The orofacial region is a major focus of chronic
neuropathic pain conditions characterized by primary
hyperalgesia at the site of injury and secondary
hyperalgesia outside the injured zone. We have used a rat model of injury to the maxillary branch (V2) of the trigeminal nerve to produce constant and long-lasting primary
hyperalgesia in the V2 territory and secondary
hyperalgesia in territories innervated by the mandibular branch (V3). Our findings indicate that the induction of primary and secondary
hyperalgesia depended on peripheral input from the injured nerve. In contrast, the maintenance of secondary
hyperalgesia depended on central mechanisms. The centralization of the secondary
hyperalgesia involved descending
5-HT drive from the rostral ventromedial medulla and the contribution of 5-HT3 receptors in the trigeminal nucleus caudalis (Vc), the homolog of the spinal dorsal horn.
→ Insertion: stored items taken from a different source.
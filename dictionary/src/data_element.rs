//! The run-time standard attribute dictionary.

use crate::entries::ENTRIES;
use dcmio_core::dictionary::{DataDictionary, DictionaryEntry, TagRange, VirtualVr};
use dcmio_core::{Tag, VR};
use once_cell::sync::Lazy;
use std::collections::{HashMap, HashSet};
use std::fmt;
use std::fmt::{Display, Formatter};

static DICT: Lazy<StandardDataDictionaryRegistry> = Lazy::new(init_dictionary);

/// Retrieve a singleton instance of the standard dictionary registry.
///
/// Note that one does not generally have to call this
/// unless when retrieving the underlying registry is important.
/// The unit type [`StandardDataDictionary`]
/// already provides a lazy loaded singleton implementing the necessary traits.
#[inline]
pub fn registry() -> &'static StandardDataDictionaryRegistry {
    &DICT
}

/// The data struct actually containing the standard dictionary.
///
/// This structure is made opaque via the unit type [`StandardDataDictionary`],
/// which provides a lazy loaded singleton.
#[derive(Debug)]
pub struct StandardDataDictionaryRegistry {
    /// mapping: name → entry
    by_name: HashMap<&'static str, &'static DictionaryEntry>,
    /// mapping: tag → entry
    by_tag: HashMap<Tag, &'static DictionaryEntry>,
    /// repeating elements of the form (ggxx, eeee). The `xx` portion is zeroed.
    repeating_ggxx: HashSet<Tag>,
}

impl StandardDataDictionaryRegistry {
    fn new() -> StandardDataDictionaryRegistry {
        StandardDataDictionaryRegistry {
            by_name: HashMap::with_capacity(ENTRIES.len()),
            by_tag: HashMap::with_capacity(ENTRIES.len()),
            repeating_ggxx: HashSet::new(),
        }
    }

    /// record the given dictionary entry reference
    fn index(&mut self, entry: &'static DictionaryEntry) -> &mut Self {
        self.by_name.insert(entry.alias, entry);
        self.by_tag.insert(entry.tag.inner(), entry);
        if let TagRange::Group100(tag) = entry.tag {
            self.repeating_ggxx.insert(tag);
        }
        self
    }
}

/// Generic Group Length dictionary entry,
/// for any attribute of the form (GGGG,0000)
/// without a single tag record of its own.
static GROUP_LENGTH_ENTRY: DictionaryEntry = DictionaryEntry {
    tag: TagRange::Single(Tag(0x0000, 0x0000)),
    alias: "GenericGroupLength",
    vr: VirtualVr::Exact(VR::UL),
};

/// Generic Private Creator dictionary entry,
/// for any tag from (GGGG,0010) to (GGGG,00FF)
/// where `GGGG` is an odd number.
static PRIVATE_CREATOR_ENTRY: DictionaryEntry = DictionaryEntry {
    tag: TagRange::Single(Tag(0x0009, 0x0010)),
    alias: "PrivateCreator",
    vr: VirtualVr::Exact(VR::LO),
};

/// A data element dictionary which consults
/// the library's global DICOM attribute registry.
///
/// This is the type which would generally be used
/// whenever a data element dictionary is needed,
/// such as when reading DICOM objects.
///
/// The dictionary index is automatically initialized upon the first use.
#[derive(Debug, Default, Clone, Copy, PartialEq, Eq, Hash, PartialOrd, Ord)]
pub struct StandardDataDictionary;

impl StandardDataDictionary {
    fn indexed_tag(tag: Tag) -> Option<&'static DictionaryEntry> {
        let r = registry();

        r.by_tag
            .get(&tag)
            .or_else(|| {
                // check tags repeating in different groups
                let group_trimmed = Tag(tag.0 & 0xFF00, tag.1);
                if r.repeating_ggxx.contains(&group_trimmed) {
                    return r.by_tag.get(&group_trimmed);
                }
                None
            })
            .cloned()
            .or_else(|| {
                // check for private creator
                if tag.0 & 1 == 1 && (0x0010..=0x00FF).contains(&tag.1) {
                    return Some(&PRIVATE_CREATOR_ENTRY);
                }
                // check for group length
                if tag.element() == 0x0000 {
                    return Some(&GROUP_LENGTH_ENTRY);
                }

                None
            })
    }
}

impl DataDictionary for StandardDataDictionary {
    fn by_name(&self, name: &str) -> Option<&DictionaryEntry> {
        registry().by_name.get(name).cloned()
    }

    fn by_tag(&self, tag: Tag) -> Option<&DictionaryEntry> {
        StandardDataDictionary::indexed_tag(tag)
    }
}

impl Display for StandardDataDictionary {
    fn fmt(&self, f: &mut Formatter) -> Result<(), fmt::Error> {
        f.write_str("Standard DICOM Data Dictionary")
    }
}

fn init_dictionary() -> StandardDataDictionaryRegistry {
    let mut d = StandardDataDictionaryRegistry::new();
    for entry in ENTRIES {
        d.index(entry);
    }
    d
}

#[cfg(test)]
mod tests {
    use super::StandardDataDictionary;
    use dcmio_core::dictionary::{DataDictionary, DictionaryEntry, TagRange::*, VirtualVr};
    use dcmio_core::{Tag, VR};

    // tests for just a few attributes to make sure that the entries
    // were well installed into the registry
    #[test]
    fn smoke_test() {
        let dict = StandardDataDictionary;

        assert_eq!(
            dict.by_name("PatientName"),
            Some(&DictionaryEntry {
                tag: Single(Tag(0x0010, 0x0010)),
                alias: "PatientName",
                vr: VirtualVr::Exact(VR::PN),
            })
        );

        assert_eq!(
            dict.by_name("Modality"),
            Some(&DictionaryEntry {
                tag: Single(Tag(0x0008, 0x0060)),
                alias: "Modality",
                vr: VirtualVr::Exact(VR::CS),
            })
        );

        let pixel_data = dict
            .by_tag(Tag(0x7FE0, 0x0010))
            .expect("Pixel Data attribute should exist");
        assert_eq!(pixel_data.alias, "PixelData");
        assert_eq!(pixel_data.vr, VirtualVr::Ox);
        assert_eq!(pixel_data.vr.relaxed(), VR::OW);
    }

    #[test]
    fn overlay_group_repeats() {
        let dict = StandardDataDictionary;

        for group in [0x6000u16, 0x6002, 0x60EE] {
            let entry = dict
                .by_tag(Tag(group, 0x3000))
                .expect("Overlay Data attribute should exist");
            assert_eq!(entry.alias, "OverlayData");
            assert_eq!(entry.vr, VirtualVr::Ox);
        }

        // outside the 60xx repeating range
        assert!(dict.by_tag(Tag(0x6100, 0x3000)).is_none());
    }

    #[test]
    fn group_length_and_private_creator_fallbacks() {
        let dict = StandardDataDictionary;

        let entry = dict.by_tag(Tag(0x0010, 0x0000)).unwrap();
        assert_eq!(entry.alias, "GenericGroupLength");
        assert_eq!(entry.vr.relaxed(), VR::UL);

        // (0002,0000) has its own record
        let entry = dict.by_tag(Tag(0x0002, 0x0000)).unwrap();
        assert_eq!(entry.alias, "FileMetaInformationGroupLength");

        let entry = dict.by_tag(Tag(0x0009, 0x0010)).unwrap();
        assert_eq!(entry.alias, "PrivateCreator");
        assert_eq!(entry.vr.relaxed(), VR::LO);
        let entry = dict.by_tag(Tag(0x000B, 0x00FF)).unwrap();
        assert_eq!(entry.alias, "PrivateCreator");

        // even group, not a private creator
        assert!(dict.by_tag(Tag(0x000A, 0x0010)).is_none());
    }
}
Electrophysiological studies further indicate that after nerve injury spontaneous responses and enhanced poststimulus discharges in Vc nociresponsive neurons were time-dependent on descending
5-HT drive and peripheral input. The induction phase of secondary
hyperalgesia involved central sensitization mechanisms in Vc neurons that were dependent on peripheral input, whereas the maintenance phase of secondary
hyperalgesia involved central sensitization in Vc neurons conducted by a delayed descending
5-HT drive and a persistence of peripheral inputs. Our results are the first to show that the maintenance of secondary
hyperalgesia and underlying central sensitization associated with persistent
pain depend on a transition to supraspinal mechanisms involving the
serotonin system in rostral ventromedial medulla-dorsal horn circuits.